Face à un Opéra de Paris qui se contente d’enchaîner les programmes mixtes, le classique Noureev Noël et de recycler les mêmes ballets narratifs, c’est du côté du Théâtre des Champs Élysées,  fidèle à sa riche histoire chorégraphique, qu’il faut chercher un peu d’inédit ces dernières saisons.

C’est pourquoi j’étais impatiente de découvrir le Nijinsky de John Neumeier dansé par le Ballet National du Canada. Je suis généralement assez friande des biopics, ces films de facture plutôt académique qui racontent la vie d’une star de la chanson ou du cinéma, de son apogée à sa déchéance avec son cortège habituel (drogue, alcool, folie, relations dysfonctionnelles : cochez la ou les cases qui vont bien).

John Neumeier a créé avec ce ballet une sorte de biopic chorégraphique du « Dieu de la Danse », Nijinsky. Comme au cinéma, l’histoire est présentée dans un flashback, à travers les yeux du témoin – narrateur, Romola,  l’épouse du génie torturé.

Nijinsky-08 octobre 2017-20

Tout commence au crépuscule de la carrière du danseur-chorégraphe atteint de schizophrénie, dans la salle d’un hôtel de St-Moritz, où il improvise sa dernière danse devant un public blasé, l’occasion de convoquer les fantômes de son glorieux passé. Comme dans un rêve surgissent ainsi des bribes de sa vie : les années de formation au Mariinsky, les Ballets Russes et sa relation avec son Pygmalion, Diaghilev, sa rencontre avec sa femme, balletomane enamourée, Romola. Les personnages qu’il a incarné (Harlequin, le Poète des Sylphides, l’esclave de Shéhérazade, le Faune ou le Spectre de la Rose) s’invitent sur scène et un jeu de miroirs s’opère entre la fiction et sa vie, un procédé déjà utilisé par Neumeier pour la Dame aux Camélias pour établir un parallèle entre le destin de la Dame et celui de Manon Lescaut. Les extraits du Shéhérazade de Rimsky-Korsakov qui portent essentiellement le premier acte confèrent une atmosphère sensuelle et envoûtante à la chorégraphie, avec en morceau de bravoure le pas de deux d’homme à homme entre Nijinsky et Diaghilev. Il y a un foisonnement et une richesse des thématiques dans cette première partie qui témoigne de la passion de Neumeier pour son sujet (c’est un exégète mondial de Nijinsky), une passion contagieuse qui galvanise les danseurs et emporte les spectateurs de la salle (une qualité de silence assez rare ce 8 octobre, seulement rompue par des applaudissements enthousiastes à l’entracte).

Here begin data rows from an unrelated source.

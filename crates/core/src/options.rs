// SPDX-License-Identifier: BUSL-1.1
// Copyright (c) 2026 Alfred Jean LLC

//! `options` message: the client's flat configuration record.
//!
//! Every field is optional. Releases add and drop keys freely, so a key
//! missing from the body leaves its field unset.

use std::sync::LazyLock;

use serde::Serialize;

use crate::mapping::convert;
use crate::{
    ClientSubType, ClientType, ConversionError, CorePriority, Mapped, MaxPacketSize, PropertyTable,
};

#[derive(Debug, Clone, Default, Serialize)]
pub struct Options {
    // Remote access
    pub allow: Option<String>,
    pub deny: Option<String>,
    pub command_allow_no_pass: Option<String>,
    pub command_deny_no_pass: Option<String>,
    pub command_address: Option<String>,
    pub command_port: Option<i32>,
    pub password: Option<String>,
    pub web_allow: Option<String>,
    pub web_deny: Option<String>,
    pub web_enable: Option<bool>,

    // Identity
    pub user: Option<String>,
    pub team: Option<i32>,
    pub passkey: Option<String>,
    pub machine_id: Option<i32>,
    pub cause: Option<String>,
    pub fold_anon: Option<bool>,

    // Work assignment
    pub client_type: ClientType,
    pub client_subtype: ClientSubType,
    pub max_packet_size: MaxPacketSize,
    pub core_priority: CorePriority,
    pub project_key: Option<i32>,
    pub assignment_servers: Option<String>,
    pub gpu_assignment_servers: Option<String>,
    pub max_units: Option<i32>,
    pub next_unit_percentage: Option<i32>,
    pub max_queue: Option<i32>,
    pub dump_after_deadline: Option<bool>,

    // Resources
    pub power: Option<String>,
    pub cpu_usage: Option<i32>,
    pub gpu_usage: Option<i32>,
    pub cpus: Option<i32>,
    pub cpu_affinity: Option<bool>,
    pub cpu_type: Option<String>,
    pub cpu_species: Option<String>,
    pub os_type: Option<String>,
    pub os_species: Option<String>,
    pub memory: Option<String>,
    pub gpu: Option<bool>,
    pub smp: Option<bool>,
    pub checkpoint: Option<i32>,
    pub core_dir: Option<String>,
    pub core_server: Option<String>,
    pub extra_core_args: Option<String>,

    // Pausing
    pub idle: Option<bool>,
    pub paused: Option<bool>,
    pub pause_on_battery: Option<bool>,
    pub pause_on_start: Option<bool>,
    pub disable_sleep_when_active: Option<bool>,
    pub exit_when_done: Option<bool>,

    // Errors and timeouts
    pub max_slot_errors: Option<i32>,
    pub max_unit_errors: Option<i32>,
    pub max_shutdown_wait: Option<i32>,
    pub stall_detection_enabled: Option<bool>,
    pub stall_percent: Option<i32>,
    pub stall_timeout: Option<i32>,
    pub connection_timeout: Option<i32>,

    // Proxy
    pub proxy: Option<String>,
    pub proxy_enable: Option<bool>,
    pub proxy_user: Option<String>,
    pub proxy_pass: Option<String>,

    // Logging
    pub log: Option<String>,
    pub log_color: Option<bool>,
    pub log_crlf: Option<bool>,
    pub log_date: Option<bool>,
    pub log_rotate: Option<bool>,
    pub log_rotate_max: Option<i32>,
    pub log_to_screen: Option<bool>,
    pub log_truncate: Option<bool>,
    pub verbosity: Option<i32>,

    // Service
    pub service: Option<bool>,
    pub daemon: Option<bool>,
    pub respawn: Option<bool>,
    pub run_as: Option<String>,
    pub data_directory: Option<String>,

    pub errors: Vec<ConversionError>,
}

crate::message_object!(Options);

static OPTIONS_TABLE: LazyLock<PropertyTable<Options>> = LazyLock::new(|| {
    PropertyTable::<Options>::builder()
        .field("Allow", "allow", convert::text, |o, v| o.allow = Some(v))
        .field("Deny", "deny", convert::text, |o, v| o.deny = Some(v))
        .field("CommandAllowNoPass", "command-allow-no-pass", convert::text, |o, v| {
            o.command_allow_no_pass = Some(v)
        })
        .field("CommandDenyNoPass", "command-deny-no-pass", convert::text, |o, v| {
            o.command_deny_no_pass = Some(v)
        })
        .field("CommandAddress", "command-address", convert::text, |o, v| {
            o.command_address = Some(v)
        })
        .field("CommandPort", "command-port", convert::int32, |o, v| o.command_port = Some(v))
        .field("Password", "password", convert::text, |o, v| o.password = Some(v))
        .field("WebAllow", "web-allow", convert::text, |o, v| o.web_allow = Some(v))
        .field("WebDeny", "web-deny", convert::text, |o, v| o.web_deny = Some(v))
        .field("WebEnable", "web-enable", convert::boolean, |o, v| o.web_enable = Some(v))
        .field("User", "user", convert::text, |o, v| o.user = Some(v))
        .field("Team", "team", convert::int32, |o, v| o.team = Some(v))
        .field("Passkey", "passkey", convert::text, |o, v| o.passkey = Some(v))
        .field("MachineId", "machine-id", convert::int32, |o, v| o.machine_id = Some(v))
        .field("Cause", "cause", convert::text, |o, v| o.cause = Some(v))
        .field("FoldAnon", "fold-anon", convert::boolean, |o, v| o.fold_anon = Some(v))
        .field("ClientType", "client-type", convert::token::<ClientType>, |o, v| {
            o.client_type = v
        })
        .field("ClientSubType", "client-subtype", convert::token::<ClientSubType>, |o, v| {
            o.client_subtype = v
        })
        .field("MaxPacketSize", "max-packet-size", convert::token::<MaxPacketSize>, |o, v| {
            o.max_packet_size = v
        })
        .field("CorePriority", "core-priority", convert::token::<CorePriority>, |o, v| {
            o.core_priority = v
        })
        .field("ProjectKey", "project-key", convert::int32, |o, v| o.project_key = Some(v))
        .field("AssignmentServers", "assignment-servers", convert::text, |o, v| {
            o.assignment_servers = Some(v)
        })
        .field("GpuAssignmentServers", "gpu-assignment-servers", convert::text, |o, v| {
            o.gpu_assignment_servers = Some(v)
        })
        .field("MaxUnits", "max-units", convert::int32, |o, v| o.max_units = Some(v))
        .field("NextUnitPercentage", "next-unit-percentage", convert::int32, |o, v| {
            o.next_unit_percentage = Some(v)
        })
        .field("MaxQueue", "max-queue", convert::int32, |o, v| o.max_queue = Some(v))
        .field("DumpAfterDeadline", "dump-after-deadline", convert::boolean, |o, v| {
            o.dump_after_deadline = Some(v)
        })
        .field("Power", "power", convert::text, |o, v| o.power = Some(v))
        .field("CpuUsage", "cpu-usage", convert::int32, |o, v| o.cpu_usage = Some(v))
        .field("GpuUsage", "gpu-usage", convert::int32, |o, v| o.gpu_usage = Some(v))
        .field("Cpus", "cpus", convert::int32, |o, v| o.cpus = Some(v))
        .field("CpuAffinity", "cpu-affinity", convert::boolean, |o, v| o.cpu_affinity = Some(v))
        .field("CpuType", "cpu-type", convert::text, |o, v| o.cpu_type = Some(v))
        .field("CpuSpecies", "cpu-species", convert::text, |o, v| o.cpu_species = Some(v))
        .field("OsType", "os-type", convert::text, |o, v| o.os_type = Some(v))
        .field("OsSpecies", "os-species", convert::text, |o, v| o.os_species = Some(v))
        .field("Memory", "memory", convert::text, |o, v| o.memory = Some(v))
        .field("Gpu", "gpu", convert::boolean, |o, v| o.gpu = Some(v))
        .field("Smp", "smp", convert::boolean, |o, v| o.smp = Some(v))
        .field("Checkpoint", "checkpoint", convert::int32, |o, v| o.checkpoint = Some(v))
        .field("CoreDir", "core-dir", convert::text, |o, v| o.core_dir = Some(v))
        .field("CoreServer", "core-server", convert::text, |o, v| o.core_server = Some(v))
        .field("ExtraCoreArgs", "extra-core-args", convert::text, |o, v| {
            o.extra_core_args = Some(v)
        })
        .field("Idle", "idle", convert::boolean, |o, v| o.idle = Some(v))
        .field("Paused", "paused", convert::boolean, |o, v| o.paused = Some(v))
        .field("PauseOnBattery", "pause-on-battery", convert::boolean, |o, v| {
            o.pause_on_battery = Some(v)
        })
        .field("PauseOnStart", "pause-on-start", convert::boolean, |o, v| {
            o.pause_on_start = Some(v)
        })
        .field("DisableSleepWhenActive", "disable-sleep-when-active", convert::boolean, |o, v| {
            o.disable_sleep_when_active = Some(v)
        })
        .field("ExitWhenDone", "exit-when-done", convert::boolean, |o, v| {
            o.exit_when_done = Some(v)
        })
        .field("MaxSlotErrors", "max-slot-errors", convert::int32, |o, v| {
            o.max_slot_errors = Some(v)
        })
        .field("MaxUnitErrors", "max-unit-errors", convert::int32, |o, v| {
            o.max_unit_errors = Some(v)
        })
        .field("MaxShutdownWait", "max-shutdown-wait", convert::int32, |o, v| {
            o.max_shutdown_wait = Some(v)
        })
        .field("StallDetectionEnabled", "stall-detection-enabled", convert::boolean, |o, v| {
            o.stall_detection_enabled = Some(v)
        })
        .field("StallPercent", "stall-percent", convert::int32, |o, v| o.stall_percent = Some(v))
        .field("StallTimeout", "stall-timeout", convert::int32, |o, v| o.stall_timeout = Some(v))
        .field("ConnectionTimeout", "connection-timeout", convert::int32, |o, v| {
            o.connection_timeout = Some(v)
        })
        .field("Proxy", "proxy", convert::text, |o, v| o.proxy = Some(v))
        .field("ProxyEnable", "proxy-enable", convert::boolean, |o, v| o.proxy_enable = Some(v))
        .field("ProxyUser", "proxy-user", convert::text, |o, v| o.proxy_user = Some(v))
        .field("ProxyPass", "proxy-pass", convert::text, |o, v| o.proxy_pass = Some(v))
        .field("Log", "log", convert::text, |o, v| o.log = Some(v))
        .field("LogColor", "log-color", convert::boolean, |o, v| o.log_color = Some(v))
        .field("LogCrlf", "log-crlf", convert::boolean, |o, v| o.log_crlf = Some(v))
        .field("LogDate", "log-date", convert::boolean, |o, v| o.log_date = Some(v))
        .field("LogRotate", "log-rotate", convert::boolean, |o, v| o.log_rotate = Some(v))
        .field("LogRotateMax", "log-rotate-max", convert::int32, |o, v| {
            o.log_rotate_max = Some(v)
        })
        .field("LogToScreen", "log-to-screen", convert::boolean, |o, v| {
            o.log_to_screen = Some(v)
        })
        .field("LogTruncate", "log-truncate", convert::boolean, |o, v| o.log_truncate = Some(v))
        .field("Verbosity", "verbosity", convert::int32, |o, v| o.verbosity = Some(v))
        .field("Service", "service", convert::boolean, |o, v| o.service = Some(v))
        .field("Daemon", "daemon", convert::boolean, |o, v| o.daemon = Some(v))
        .field("Respawn", "respawn", convert::boolean, |o, v| o.respawn = Some(v))
        .field("RunAs", "run-as", convert::text, |o, v| o.run_as = Some(v))
        .field("DataDirectory", "data-directory", convert::text, |o, v| {
            o.data_directory = Some(v)
        })
        .build()
});

impl Mapped for Options {
    fn property_table() -> &'static PropertyTable<Self> {
        &OPTIONS_TABLE
    }
}

#[cfg(test)]
#[path = "options_tests.rs"]
mod tests;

Svetlana Lunkina est Romola

Svetlana Lunkina est Romola

Le deuxième acte est nettement plus sombre, avec un Nijinsky qui s’enfonce peu à peu dans la folie et la paranoïa, hanté par la propre folie de son frère Stanislav et des visions cauchemardesques de la Première Guerre Mondiale. Le Neumeier romanesque laisse la place ici au Neumeier symphonique des grands ensembles, pour une chorégraphie sur la Symphonie n°11 de Chostakovich, qui n’est pas sans rappeler les motifs guerriers de sa version chorégraphiée de la Troisième Symphonie de Mahler, tout en établissant un parallèle avec le Sacre du Printemps. C’est un peu long par moments, les effets sont trop soulignés (Neumeier a sans doute trop regardé les Damnés de Luchino Visconti), mais il n’en reste pas moins une force et une ambition trop rare dans les productions néo-classiques récentes.

Nijinsky-08 octobre 2017-10

Créé en 2000 pour le Ballet de Hambourg, Nijinsky est une œuvre fascinante et une formidable ode à la danse masculine. Les danseurs canadiens y sont remarquables. Svetlana Lunkina, étoile transfuge du Bolchoï, donne vie au personnage un peu ingrat de Romola : par sa seule présence, elle tient le fil narratif du deuxième acte. Piotr Stanczyck, avec son visage taillé à la serpe, est parfait en Diaghilev, entrepreneur de spectacles omnipotent et amant dominateur. Félix Paquet est superbe dans les incarnations de l’Esclave de Shéhérazade et du Faune. Enfin, un coup de cœur en particulier pour l’interprète du rôle-titre, Francesco Gabriele Frola, qui est bouleversant et réalise une performance d’anthologie tant sur le plan physique (il est quasiment de toutes les scènes) que sur le plan émotionnel, du grand art.